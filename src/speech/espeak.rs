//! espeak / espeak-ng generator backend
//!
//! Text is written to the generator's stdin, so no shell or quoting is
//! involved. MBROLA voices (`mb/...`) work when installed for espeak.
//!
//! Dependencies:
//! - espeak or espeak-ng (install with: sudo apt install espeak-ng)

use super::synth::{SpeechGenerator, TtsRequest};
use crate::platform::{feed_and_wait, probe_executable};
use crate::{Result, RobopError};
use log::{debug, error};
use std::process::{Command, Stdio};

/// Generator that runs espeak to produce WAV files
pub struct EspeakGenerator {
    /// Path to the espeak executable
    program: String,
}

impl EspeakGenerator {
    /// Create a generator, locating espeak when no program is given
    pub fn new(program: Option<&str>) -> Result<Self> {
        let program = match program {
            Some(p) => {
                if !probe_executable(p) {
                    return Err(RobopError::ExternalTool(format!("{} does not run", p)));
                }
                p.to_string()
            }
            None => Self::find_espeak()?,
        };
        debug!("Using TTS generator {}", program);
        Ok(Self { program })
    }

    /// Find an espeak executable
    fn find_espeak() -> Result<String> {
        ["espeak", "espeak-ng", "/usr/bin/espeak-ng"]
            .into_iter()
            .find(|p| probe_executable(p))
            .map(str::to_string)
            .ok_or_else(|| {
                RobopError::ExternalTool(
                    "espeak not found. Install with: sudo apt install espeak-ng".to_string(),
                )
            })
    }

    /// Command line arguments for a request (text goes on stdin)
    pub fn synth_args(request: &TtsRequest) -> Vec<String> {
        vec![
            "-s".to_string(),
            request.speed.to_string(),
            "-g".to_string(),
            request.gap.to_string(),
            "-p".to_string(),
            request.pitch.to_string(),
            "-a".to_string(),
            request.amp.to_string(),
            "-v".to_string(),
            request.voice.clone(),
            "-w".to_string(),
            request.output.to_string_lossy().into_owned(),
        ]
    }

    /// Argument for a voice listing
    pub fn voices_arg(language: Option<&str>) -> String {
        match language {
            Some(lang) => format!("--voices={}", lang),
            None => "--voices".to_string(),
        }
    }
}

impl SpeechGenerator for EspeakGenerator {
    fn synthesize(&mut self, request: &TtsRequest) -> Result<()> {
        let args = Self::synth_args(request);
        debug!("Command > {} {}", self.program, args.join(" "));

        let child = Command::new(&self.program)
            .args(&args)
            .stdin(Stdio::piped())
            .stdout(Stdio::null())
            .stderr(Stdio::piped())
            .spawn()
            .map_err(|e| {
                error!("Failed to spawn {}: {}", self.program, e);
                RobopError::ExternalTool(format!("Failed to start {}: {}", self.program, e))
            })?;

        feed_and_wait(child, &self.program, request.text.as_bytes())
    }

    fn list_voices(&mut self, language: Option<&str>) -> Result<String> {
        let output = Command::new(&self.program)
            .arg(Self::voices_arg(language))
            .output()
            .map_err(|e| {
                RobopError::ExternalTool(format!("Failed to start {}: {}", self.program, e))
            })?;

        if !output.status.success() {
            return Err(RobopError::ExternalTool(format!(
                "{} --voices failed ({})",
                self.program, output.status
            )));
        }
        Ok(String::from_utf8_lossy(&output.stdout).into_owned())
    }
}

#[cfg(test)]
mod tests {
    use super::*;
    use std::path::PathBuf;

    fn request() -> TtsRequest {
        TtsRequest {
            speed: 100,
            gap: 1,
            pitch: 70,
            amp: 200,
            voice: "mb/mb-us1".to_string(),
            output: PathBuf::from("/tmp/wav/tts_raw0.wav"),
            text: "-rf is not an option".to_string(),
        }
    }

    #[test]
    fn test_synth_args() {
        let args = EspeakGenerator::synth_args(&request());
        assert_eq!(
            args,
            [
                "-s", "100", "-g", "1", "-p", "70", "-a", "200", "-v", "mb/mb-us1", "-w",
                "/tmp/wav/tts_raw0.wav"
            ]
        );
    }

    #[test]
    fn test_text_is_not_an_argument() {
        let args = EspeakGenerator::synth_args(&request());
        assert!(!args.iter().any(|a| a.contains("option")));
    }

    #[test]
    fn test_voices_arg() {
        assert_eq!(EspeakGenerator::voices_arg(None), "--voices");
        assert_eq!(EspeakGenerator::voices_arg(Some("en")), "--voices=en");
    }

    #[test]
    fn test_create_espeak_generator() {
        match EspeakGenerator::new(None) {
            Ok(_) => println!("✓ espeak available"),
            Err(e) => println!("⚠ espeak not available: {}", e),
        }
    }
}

::::

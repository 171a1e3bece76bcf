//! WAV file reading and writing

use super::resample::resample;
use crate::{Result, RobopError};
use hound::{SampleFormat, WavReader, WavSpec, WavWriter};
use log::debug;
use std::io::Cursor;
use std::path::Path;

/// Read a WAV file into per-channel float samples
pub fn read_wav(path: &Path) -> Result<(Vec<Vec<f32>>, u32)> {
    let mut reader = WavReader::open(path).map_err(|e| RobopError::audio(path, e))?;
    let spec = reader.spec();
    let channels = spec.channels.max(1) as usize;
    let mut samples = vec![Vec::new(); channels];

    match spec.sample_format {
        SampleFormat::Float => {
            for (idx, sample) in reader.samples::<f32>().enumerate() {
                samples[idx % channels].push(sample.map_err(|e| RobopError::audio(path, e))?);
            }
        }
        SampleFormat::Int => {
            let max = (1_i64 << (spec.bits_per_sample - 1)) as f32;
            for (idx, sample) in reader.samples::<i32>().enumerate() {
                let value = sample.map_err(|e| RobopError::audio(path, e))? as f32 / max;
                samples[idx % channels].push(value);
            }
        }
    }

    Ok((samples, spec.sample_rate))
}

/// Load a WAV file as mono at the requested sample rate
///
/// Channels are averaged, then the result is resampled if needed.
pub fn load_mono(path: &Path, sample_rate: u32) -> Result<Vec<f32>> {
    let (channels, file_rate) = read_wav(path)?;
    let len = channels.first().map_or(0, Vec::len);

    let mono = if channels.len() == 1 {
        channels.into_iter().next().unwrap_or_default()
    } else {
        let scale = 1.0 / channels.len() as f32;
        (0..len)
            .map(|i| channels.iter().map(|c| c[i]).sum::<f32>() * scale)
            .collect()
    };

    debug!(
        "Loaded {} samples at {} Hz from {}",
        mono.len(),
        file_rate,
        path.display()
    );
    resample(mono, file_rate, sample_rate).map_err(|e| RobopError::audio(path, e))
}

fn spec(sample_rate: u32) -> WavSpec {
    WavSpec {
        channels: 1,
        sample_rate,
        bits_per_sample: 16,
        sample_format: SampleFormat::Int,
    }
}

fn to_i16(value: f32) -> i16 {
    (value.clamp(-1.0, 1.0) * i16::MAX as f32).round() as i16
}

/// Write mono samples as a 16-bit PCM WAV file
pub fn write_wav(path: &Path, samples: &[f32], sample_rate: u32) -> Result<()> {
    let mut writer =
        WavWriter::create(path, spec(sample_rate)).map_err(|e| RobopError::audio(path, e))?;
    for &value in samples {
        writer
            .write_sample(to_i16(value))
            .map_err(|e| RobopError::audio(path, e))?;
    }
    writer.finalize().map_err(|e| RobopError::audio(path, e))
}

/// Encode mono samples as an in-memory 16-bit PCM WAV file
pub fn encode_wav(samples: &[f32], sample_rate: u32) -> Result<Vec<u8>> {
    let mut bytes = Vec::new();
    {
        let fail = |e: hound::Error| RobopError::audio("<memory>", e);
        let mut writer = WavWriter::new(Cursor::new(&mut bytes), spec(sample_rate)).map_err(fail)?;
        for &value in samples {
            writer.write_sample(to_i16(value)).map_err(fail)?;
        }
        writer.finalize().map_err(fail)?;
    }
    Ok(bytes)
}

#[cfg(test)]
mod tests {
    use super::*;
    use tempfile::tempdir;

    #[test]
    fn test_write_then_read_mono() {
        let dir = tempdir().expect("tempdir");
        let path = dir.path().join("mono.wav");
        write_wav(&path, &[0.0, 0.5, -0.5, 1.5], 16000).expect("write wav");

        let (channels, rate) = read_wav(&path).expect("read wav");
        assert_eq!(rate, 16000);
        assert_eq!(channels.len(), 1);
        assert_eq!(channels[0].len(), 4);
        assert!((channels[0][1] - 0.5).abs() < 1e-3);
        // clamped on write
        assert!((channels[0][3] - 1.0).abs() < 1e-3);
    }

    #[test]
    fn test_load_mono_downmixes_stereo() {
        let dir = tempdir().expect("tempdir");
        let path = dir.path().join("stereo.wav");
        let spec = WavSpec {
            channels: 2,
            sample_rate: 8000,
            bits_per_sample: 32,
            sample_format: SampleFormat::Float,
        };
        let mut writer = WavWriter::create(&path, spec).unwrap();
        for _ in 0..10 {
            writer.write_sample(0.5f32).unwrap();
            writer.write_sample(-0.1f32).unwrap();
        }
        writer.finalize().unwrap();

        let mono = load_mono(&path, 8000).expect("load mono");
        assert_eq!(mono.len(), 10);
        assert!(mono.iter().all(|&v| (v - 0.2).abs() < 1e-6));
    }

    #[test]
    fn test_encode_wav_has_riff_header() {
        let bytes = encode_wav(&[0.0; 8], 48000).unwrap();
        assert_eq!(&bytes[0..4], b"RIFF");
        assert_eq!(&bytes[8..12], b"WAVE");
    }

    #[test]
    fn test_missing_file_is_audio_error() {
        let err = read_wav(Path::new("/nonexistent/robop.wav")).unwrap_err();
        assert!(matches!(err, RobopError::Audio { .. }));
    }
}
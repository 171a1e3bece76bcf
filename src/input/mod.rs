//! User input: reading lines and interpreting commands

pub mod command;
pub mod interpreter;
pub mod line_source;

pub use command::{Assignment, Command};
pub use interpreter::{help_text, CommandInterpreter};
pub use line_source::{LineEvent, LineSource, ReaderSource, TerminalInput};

::::

Would you retype exactly the lines above, from the line with "let mut samples" to the line with "for (idx, sample) in reader.samples::<i32>().enumerate()", with both end lines kept and nothing more?

SOLUTION TO THIS TASK:
    let mut samples = vec![Vec::new(); channels];

    match spec.sample_format {
        SampleFormat::Float => {
            for (idx, sample) in reader.samples::<f32>().enumerate() {
                samples[idx % channels].push(sample.map_err(|e| RobopError::audio(path, e))?);
            }
        }
        SampleFormat::Int => {
            let max = (1_i64 << (spec.bits_per_sample - 1)) as f32;
            for (idx, sample) in reader.samples::<i32>().enumerate() {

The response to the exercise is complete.